# Chicago Golang Meetup Demo #1

## What is Jupyter and Gophernotes?

[Jupyter](http://jupyter.org/) is a web application that allows you to create and share documents that contain live code, equations, visualizations and explanatory text. Uses include: data cleaning and transformation, numerical simulation, statistical modeling, machine learning and much more.

[gophernotes](https://github.com/gopherds/gophernotes) is a Go kernel for Juypter that lets you program in Go within a Jupyter notebook (interactively).

## This Demo Notebook

In this notebook we are going to:

1. Explore the github data we gathered.
2. Visualize the github data.
4. Make a prediction.

# 1. Exploring our Github Data

### 1.1 What does our data look like?

Let's use a "dataframes" package call Gota, to parse our data and explore it:

In [None]:
import (
    "fmt"
    "io/ioutil"
    "github.com/kniren/gota/data-frame"
)

In [None]:
// Pull in the CSV data
csvData, err := ioutil.ReadFile("repodata.csv")
if err != nil {
    fmt.Println(err.Error())
}

// Load a dataframe from the CSV string.
// The types of the columns will be inferred.
repoDataFrame := df.ReadCSV(string(csvData))

In [None]:
// We can create and view subsets of our data.
// For example, let's get the first and last entries,
// and print out only the repo name, forks, stars, and issues.
filtered1 := repoDataFrame.Subset([]int{0,repoDataFrame.Nrow()-1}).Select("repo_name", "forks", "stars", "issues")
fmt.Println(filtered1)

In [None]:
// We can do cool things like see the
// names of repos with more than 30k stars.
filtered2 := repoDataFrame.Filter(df.F{"stars", ">", 30000}).Select("repo_name")
fmt.Println(filtered2)

### 1.2 Let's pick out only the data we are interested in.

Let's say that we are only interested in the repos and when they were created.  We are going to parse out only those columns and save back to a processed CSV.  Gota makes this very quick and easy.

In [None]:
// Read in the original data.
outputData := df.ReadCSV(string(csvData))

// Select out the columns of interest.
outputData = outputData.Select("repo_name", "created_date")

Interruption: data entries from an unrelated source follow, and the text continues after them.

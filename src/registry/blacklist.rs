use dashmap::DashSet;
use std::net::Ipv4Addr;
use std::sync::Arc;

/// Addresses known to be unreachable or not an iLO controller.
///
/// Append-only for the process lifetime: entries are never removed, so a
/// host that fails identification once is skipped by every later scan.
/// Not persisted: a restart re-classifies the subnet from scratch.
#[derive(Clone, Default)]
pub struct Blacklist {
    inner: Arc<DashSet<Ipv4Addr>>,
}

impl Blacklist {
    pub fn new() -> Self {
        Self::default()
    }

    /// Returns `true` if the address was newly blacklisted.
    pub fn insert(&self, addr: Ipv4Addr) -> bool {
        self.inner.insert(addr)
    }

    pub fn contains(&self, addr: Ipv4Addr) -> bool {
        self.inner.contains(&addr)
    }

    pub fn len(&self) -> usize {
        self.inner.len()
    }

    pub fn is_empty(&self) -> bool {
        self.inner.is_empty()
    }

    pub fn addresses(&self) -> Vec<Ipv4Addr> {
        self.inner.iter().map(|e| *e.key()).collect()
    }
}

#[cfg(test)]
mod tests {
    use super::*;

    #[test]
    fn test_insert_and_contains() {
        let bl = Blacklist::new();
        let addr = Ipv4Addr::new(10, 0, 0, 2);
        assert!(!bl.contains(addr));
        assert!(bl.insert(addr));
        assert!(bl.contains(addr));
        // Second insert is a no-op.
        assert!(!bl.insert(addr));
        assert_eq!(bl.len(), 1);
    }
}
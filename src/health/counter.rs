use crate::net::Bitmap;
use crate::probe;
use crate::registry::RegistrationSet;
use crate::store::HealthStore;
use std::net::Ipv4Addr;
use tracing::debug;

/// Per-minute probe-agreement pass over the active bitmap.
///
/// Each registered active host is re-checked against its identification
/// endpoint; agreement moves the [0,5] counter up, disagreement moves it
/// down, and the derived alive flag (counter > 0) is published under the
/// bare address key. Hosts that are active but not yet registered have no
/// counter lifecycle and are skipped.
pub async fn run_health_pass(
    http: &reqwest::Client,
    addresses: &[Ipv4Addr],
    active: &Bitmap,
    registered: &RegistrationSet,
    store: &HealthStore,
) {
    for index in active.ones() {
        let Some(&addr) = addresses.get(index) else {
            continue;
        };
        if !registered.contains(addr) {
            continue;
        }

        let agreed = probe::check_endpoint(http, addr).await.is_ok();
        let counter = if agreed {
            store.incr_health(addr).await
        } else {
            store.decr_health(addr).await
        };
        store.set_alive(addr, counter > 0).await;

        debug!(
            "health: pass, addr={}, agreed={}, counter={}",
            addr, agreed, counter
        );
        metrics::gauge!("scout_health_counter", "addr" => addr.to_string()).set(counter as f64);
    }
}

// Save this data to another file.
b, err := outputData.SaveCSV()
if err != nil {
    fmt.Println(err)
}
if err = ioutil.WriteFile("processed.csv", b, 0644); err != nil {
    fmt.Println(err)
}

# 2. Visualize our Data.

Now that we have picked out the repo names and created datetimes, let's create a time series of the number of Go repos created daily on github.  Then let's visualize that time series with github.com/gonum/plot.

### 2.1 Create the time series.

In [None]:
import (
    "fmt"
    "io/ioutil"
    "bytes"
    "encoding/csv"
    "time"
    "sort"
)

In [None]:
// Create a map to store the daily counts of created repos.
countMap := make(map[int]int)

// Get the data..
csvData, err := ioutil.ReadFile("processed.csv")
if err != nil {
    fmt.Println(err.Error())
}

// Extract the records from the data.
reader := csv.NewReader(bytes.NewReader(csvData))
reader.FieldsPerRecord = 2
records, err := reader.ReadAll()
if err != nil {
    fmt.Println(err)
}

// Create a map of daily created repos where the keys are the days and
// the values are the counts of created repos on that day.
startTime := time.Date(2013, time.January, 1, 0, 0, 0, 0, time.UTC)
layout := "2006-01-02 15:04:05"
for idx, each := range records {
    
    // Skip the header line
    if idx == 0 {
        continue
    }
    
    // Parse the time.
    t, err := time.Parse(layout, each[1][0:19])
    if err != nil {
        fmt.Println(err)
    }
    
    // Increment the counter
    interval := int(t.Sub(startTime).Hours() / 24.0)
    countMap[interval]++
}

In [None]:
// Sort the day values, which is required for plotting.
var keys []int
for k := range countMap {
    keys = append(keys, k)
}

In [None]:
sort.Ints(keys)
var sortedCounts [][]int
for _, k := range keys {
    sortedCounts = append(sortedCounts, []int{k, countMap[k]})
}

In [None]:
sortedCounts[0:3]

### 2.2 Visualize the time series.

In [None]:
import (
    "github.com/gonum/plot"
    "github.com/gonum/plot/plotter"
    "github.com/gonum/plot/plotutil"
    "github.com/gonum/plot/vg"
)

In [None]:
// Prepare the points for plotting.
pts := make(plotter.XYs, len(sortedCounts))
var i int
for _, count := range sortedCounts {
    pts[i].X = float64(count[0])
    pts[i].Y = float64(count[1])
    i++
}

In [None]:
// Create a new plot.
p, err := plot.New()
if err != nil {
    fmt.Println(err)
}

// Label the new plot.
p.Title.Text = "Daily Counts of Go Repos Created"
p.X.Label.Text = "Days from Jan. 1, 2013"
p.Y.Label.Text = "Count"

// Add the prepared points to the plot.
if err = plotutil.AddLinePoints(p, "Counts", pts); err != nil {
    fmt.Println(err)
}

// Save the plot to a PNG file.
if err := p.Save(7*vg.Inch, 4*vg.Inch, "countseries.png"); err != nil {
    fmt.Println(err)
}

# 3. Make a Prediction

Now that we have parsed, organized, and visualized our data.  Let's make a prediction based on our data.  Because we have a daily time series of counts of Go repos created, we are going to try and predict how many Go repositories will be created at some future date using github.com/sajari/regression.

In [None]:
import "github.com/sajari/regression"

In [None]:
// Fit the regression model.
var r regression.Regression
r.SetObserved("count of created Github repos")
r.SetVar(0, "days since Jan 1 2013")
for _, count := range sortedCounts {
    r.Train(regression.DataPoint(
        float64(count[1]),
        []float64{float64(count[0])}))
}

In [None]:
r.Run()

In [None]:
// Predict how many Go repos will be created today
prediction, err := r.Predict([]float64{1500.0})
if err != nil {
    fmt.Println(err)
}

In [None]:
r

In [None]:
prediction